The Liberal platform was released at a Vancouver-based technology company as the party is also promising to spend $87 million in a technology strategy and for teaching coding to students in grades 6 to 9.

FILE PHOTO - B.C. Green Party leader Andrew Weaver speaking to a supporter at Thompson Rivers University March 27, 2017.
FILE PHOTO - B.C. Green Party leader Andrew Weaver speaking to a supporter at Thompson Rivers University March 27, 2017.

Here is a look at some of the promises being made by the three main political parties.

Liberals:

— The cost of the party's promises amounts to $157 million in new spending over three years.

— Four consecutive balanced budgets to eliminate the province's operating debt by 2021.

— A four-year freeze on personal income taxes, and no change to the carbon tax until 2021.

— A cap on bridge tolls and a new tax break for people living in ferry-dependent communities.

— New tax credits to help seniors, including a tax credit for those caring for seniors or family members with disabilities, and doubling a tax credit for seniors who renovate their homes.

NDP:

— A $10-a-day childcare plan based on Quebec's system.

— Eliminate tolls on the Golden Ears and Port Mann bridges linking suburban commuters to Vancouver, while also freezing BC Hydro rates.

— Ban corporate and union donations to political parties.

— Increase the minimum wage, which is slated to rise to $11.35 an hour by September, to $15 an hour.

— Stop plans by Kinder Morgan to expand the Trans Mountain pipeline across B.C. to Burnaby.

Green party:

— Free pre-school for three- and four-year-old children and free daycare for children up to age three who have working parents, while families with a stay-at-home parent would receive up to $500 a month for a child up to the age of two.

— Change the law to reduce greenhouse gas emissions to 40 per cent below 2007 levels by 2030, while extending the carbon tax to fugitive and vented emissions. Fugitive sources are unintentional emissions from the processing and delivery of fossil fuels.

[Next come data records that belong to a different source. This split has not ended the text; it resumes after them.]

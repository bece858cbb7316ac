//! Integration tests for the WebSocket connection against a loopback
//! echo server.

use futures_util::{SinkExt, StreamExt};
use kalaha_transport::{Connection, WebSocketConnection};
use tokio::net::TcpListener;

/// Spawns a WebSocket server that echoes every text frame back, then
/// performs a clean close when the client closes. Returns its URL.
async fn spawn_echo_server() -> String {
    let listener = TcpListener::bind("127.0.0.1:0").await.unwrap();
    let addr = listener.local_addr().unwrap();
    tokio::spawn(async move {
        while let Ok((stream, _)) = listener.accept().await {
            tokio::spawn(async move {
                let mut ws =
                    tokio_tungstenite::accept_async(stream).await.unwrap();
                while let Some(Ok(msg)) = ws.next().await {
                    if msg.is_text() {
                        let _ = ws.send(msg).await;
                    } else if msg.is_close() {
                        break;
                    }
                }
            });
        }
    });
    format!("ws://{addr}")
}

/// Spawns a server that sends one frame and then closes cleanly.
async fn spawn_one_shot_server(frame: &'static str) -> String {
    let listener = TcpListener::bind("127.0.0.1:0").await.unwrap();
    let addr = listener.local_addr().unwrap();
    tokio::spawn(async move {
        let (stream, _) = listener.accept().await.unwrap();
        let mut ws = tokio_tungstenite::accept_async(stream).await.unwrap();
        ws.send(tokio_tungstenite::tungstenite::Message::Text(
            frame.to_string().into(),
        ))
        .await
        .unwrap();
        ws.close(None).await.unwrap();
    });
    format!("ws://{addr}")
}

#[tokio::test]
async fn test_send_and_recv_round_trip() {
    let url = spawn_echo_server().await;
    let conn = WebSocketConnection::connect(&url).await.unwrap();

    conn.send("wait-for-game").await.unwrap();
    let frame = conn.recv().await.unwrap();
    assert_eq!(frame.as_deref(), Some("wait-for-game"));
}

#[tokio::test]
async fn test_frames_are_delivered_in_order() {
    let url = spawn_echo_server().await;
    let conn = WebSocketConnection::connect(&url).await.unwrap();

    for i in 0..5 {
        conn.send(&format!("##{i}")).await.unwrap();
    }
    for i in 0..5 {
        let frame = conn.recv().await.unwrap();
        assert_eq!(frame, Some(format!("##{i}")));
    }
}

#[tokio::test]
async fn test_recv_returns_none_after_clean_close() {
    let url = spawn_one_shot_server("end").await;
    let conn = WebSocketConnection::connect(&url).await.unwrap();

    assert_eq!(conn.recv().await.unwrap().as_deref(), Some("end"));
    assert_eq!(conn.recv().await.unwrap(), None);
}

#[tokio::test]
async fn test_connections_get_unique_ids() {
    let url = spawn_echo_server().await;
    let a = WebSocketConnection::connect(&url).await.unwrap();
    let b = WebSocketConnection::connect(&url).await.unwrap();
    assert_ne!(a.id(), b.id());
}

#[tokio::test]
async fn test_connect_to_closed_port_fails() {
    // Bind and immediately drop to get a port nothing listens on.
    let listener = TcpListener::bind("127.0.0.1:0").await.unwrap();
    let addr = listener.local_addr().unwrap();
    drop(listener);

    let result = WebSocketConnection::connect(&format!("ws://{addr}")).await;
    assert!(result.is_err());
}

/// Drains one frame through the trait, not the concrete type, so the
/// spawn below type-checks against `Connection`'s own bounds.
async fn recv_one<C: Connection>(conn: C) -> Option<String> {
    conn.recv().await.unwrap()
}

// The session layer runs its reader on a spawned task over a generic
// connection; the trait's futures must be Send for that to compile.
#[tokio::test]
async fn test_recv_runs_on_a_spawned_task() {
    let url = spawn_one_shot_server("##turn").await;
    let conn = WebSocketConnection::connect(&url).await.unwrap();

    let frame = tokio::spawn(recv_one(conn)).await.unwrap();
    assert_eq!(frame.as_deref(), Some("##turn"));
}

#[tokio::test]
async fn test_clone_shares_the_socket() {
    let url = spawn_echo_server().await;
    let conn = WebSocketConnection::connect(&url).await.unwrap();
    let clone = conn.clone();
    assert_eq!(conn.id(), clone.id());

    clone.send("##turn").await.unwrap();
    assert_eq!(conn.recv().await.unwrap().as_deref(), Some("##turn"));
}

— Increase funding for the public education system over four years, beginning with an additional $220 million in 2017-18 and rising to $1.46 billion in 2020-21.

— Implement grants based on need for post-secondary students, and offer tax forgiveness of up to $2,000 a year for up to five years to help graduates repay debt from tuition fees.

— Establish an emerging economy task force to look at the changing nature of business over the next 10 to 25 years that will report to the government by July 2018.